Паровоз дал гудок, состав дернуло – и маленькая разбойница упала на меня. Наверняка нарочно, потому что по правилам ее должно было откинуть назад, я ведь впопыхах занял место против движения поезда. Еле от нее освободился, так вцепилась она в мою куртку.

За окном проплывал туман, изредка расцвечиваемый летящими от паровоза искрами.

– Интересно, а куда мы едем? – спохватился я.

– В билете написано, – снова подмигнул трубочист.

И хотя переговаривались мы тихо, все пассажиры почему-то услышали и возмущенно загомонили:

– Он не знает, куда мы едем!.. Какой невежа!.. Стыдно, молодой человек!

– Отдайте его мне, – высокомерно произнесла поверх голов дама в короне из сосулек – чего тут скрывать, Снежная Королева.

Я лихорадочно достал билет. Не нем было напечатано, не помню, на каком языке, а скорее всего, на моем родном: «Поезд Х.-К. АНДЕРСЕН. Копенгаген – далее везде».

– Везде? – растерянно поднял я голову. Трубочист весело кивнул. Неужели?.. – я затаил дыхание.

– Да, малыш. Весь мир!

Я даже не обратил внимание на странное «малыш», настолько был поражен.

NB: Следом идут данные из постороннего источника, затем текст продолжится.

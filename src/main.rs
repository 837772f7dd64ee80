//! Support Analytics - command line front end
//!
//! Prints dashboard view models as JSON for a given filter selection.

use anyhow::{Context, Result};
use chrono::{DateTime, Utc};
use clap::{Parser, Subcommand};
use serde::Serialize;

use support_analytics::data::catalog;
use support_analytics::models::{
    IntentFilter, RefreshEvent, RegionFilter, SettingsDiagnostic, TimeWindow,
};
use support_analytics::state::RefreshLog;
use support_analytics::{AnalyticsConfig, Dashboard};

#[derive(Parser)]
#[command(name = "support-analytics")]
#[command(about = "Contact-center analytics over a seeded call dataset", long_about = None)]
#[command(version)]
struct Cli {
    /// Time window: 24h, 3d, 7d, 30d or 90d
    #[arg(long, global = true)]
    window: Option<TimeWindow>,

    /// Region: Global, NA, EMEA, APAC, LATAM or ANZ
    #[arg(long, global = true)]
    region: Option<RegionFilter>,

    /// Intent: "All intents" or an issue category such as Billing
    #[arg(long, global = true)]
    intent: Option<IntentFilter>,

    /// Number of generated call records
    #[arg(long, global = true)]
    records: Option<usize>,

    #[command(subcommand)]
    command: Commands,
}

#[derive(Subcommand)]
enum Commands {
    /// KPI cards, volume series, issue breakdown and region performance
    Dashboard,

    /// Calls explorer for the current selection
    Calls,

    /// Show a single call record
    Call {
        /// Call id, e.g. call_0042
        id: String,
    },

    /// Metrics KPIs, channel metrics, SLA trend and automation programs
    Metrics,

    /// Agent leaderboard
    Agents {
        /// Show the full roster instead of the top six
        #[arg(long)]
        all: bool,
    },

    /// Data plane diagnostics and refresh history
    Settings {
        /// Trigger a (simulated) refresh first
        #[arg(long)]
        refresh: bool,
    },
}

#[derive(Serialize)]
struct SettingsView<'a> {
    diagnostics: Vec<SettingsDiagnostic>,
    #[serde(rename = "lastRefreshed")]
    last_refreshed: Option<DateTime<Utc>>,
    history: &'a [RefreshEvent],
}

fn print_json<T: Serialize>(value: &T) -> Result<()> {
    let json = serde_json::to_string_pretty(value).context("Failed to serialize output")?;
    println!("{}", json);
    Ok(())
}

#[tokio::main(flavor = "current_thread")]
async fn main() -> Result<()> {
    use tracing_subscriber::{layer::SubscriberExt, util::SubscriberInitExt};
    tracing_subscriber::registry()
        .with(tracing_subscriber::fmt::layer().with_writer(std::io::stderr))
        .with(tracing_subscriber::EnvFilter::try_from_default_env()
            .unwrap_or_else(|_| tracing_subscriber::EnvFilter::new("support_analytics=info")))
        .init();

    // Load environment variables
    dotenvy::dotenv().ok();

    let cli = Cli::parse();

    let mut config = AnalyticsConfig::from_env().context("Invalid configuration")?;
    if let Some(records) = cli.records {
        config.record_count = records;
    }

    let dashboard = Dashboard::from_config(&config).context("Failed to build dashboard")?;
    let filters = dashboard.filters();
    if let Some(window) = cli.window {
        filters.set_window(window);
    }
    if let Some(region) = cli.region {
        filters.set_region(region);
    }
    if let Some(intent) = cli.intent {
        filters.set_intent(intent);
    }

    match cli.command {
        Commands::Dashboard => print_json(&dashboard.dashboard()),
        Commands::Calls => print_json(&dashboard.calls()),
        Commands::Call { id } => print_json(dashboard.call(&id)?),
        Commands::Metrics => print_json(&dashboard.metrics()),
        Commands::Agents { all } => {
            if all {
                print_json(&dashboard.agents())
            } else {
                print_json(&dashboard.top_agents())
            }
        }
        Commands::Settings { refresh } => {
            let mut log = RefreshLog::default();
            if refresh {
                log.simulate(config.refresh_latency).await;
            }
            print_json(&SettingsView {
                diagnostics: catalog::diagnostics(),
                last_refreshed: log.last_refreshed(),
                history: log.history(),
            })
        }
    }
}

А весь вагон продолжал мной возмущаться.

– Может, он едет зайцем? – выкрикнул советник в долгополом сюртуке. – Эй, кондуктор!

По проходу тут же проворно подбежала ко мне большая усатая крыса с качающимся в лапе фонарем.

– Паспорт? Давай паспорт! – проскрипела она.

– Лучше проверьте, есть ли у него билет? – опять гаркнул советник.

– Есть! – звонко выкрикнул я и поднял вверх синий листочек.

Все притихли. А трубочист примирительно сказал:

– Друзья, вы должны его простить…

– Он еще маленький! – подхватила, вскочив в конце вагона, пастушка.

И неожиданно увидела моего соседа. Тоже увидев ее, он медленно встал:

– Пастушка!

– Трубочист!

Забыв обо всем, они кинулись друг к другу.

– Да-да… Он еще маленький, – закивали колдуньи и волшебники, короли и приближенные, дамы и господа, крестьяне и горожане, солдаты и чиновники. – Он действительно маленький.

– Я? – Меня возмутило, как давным-давно, шести лет, когда я впервые научился читать, играть в футбол и поэтому считал себя вполне взрослым. – Я? Маленький?!

Два пажа принесли и поставили передо мной большое зеркало в золотой раме. На меня, моргая, глядел из него мальчик, которого я помню только по старым фотографиям, в кожаных тапочках, синих спортивных трусах до колен, майке с большой буквой «Д» и в расстегнутой спортивной курточке. Это был именно я – шести лет.

Я смотрел на себя, а в зеркале мелькали заоконные отражения больших и малых городов, поселков и деревень: Рим – Милан – Лейпциг – Киев – Березовка – Усмань – Париж… Проплыл и мой Курс с известным вокзалом… И повсюду толпы весело кричащих, размахивающих руками и книжками мальчишек-девчонок!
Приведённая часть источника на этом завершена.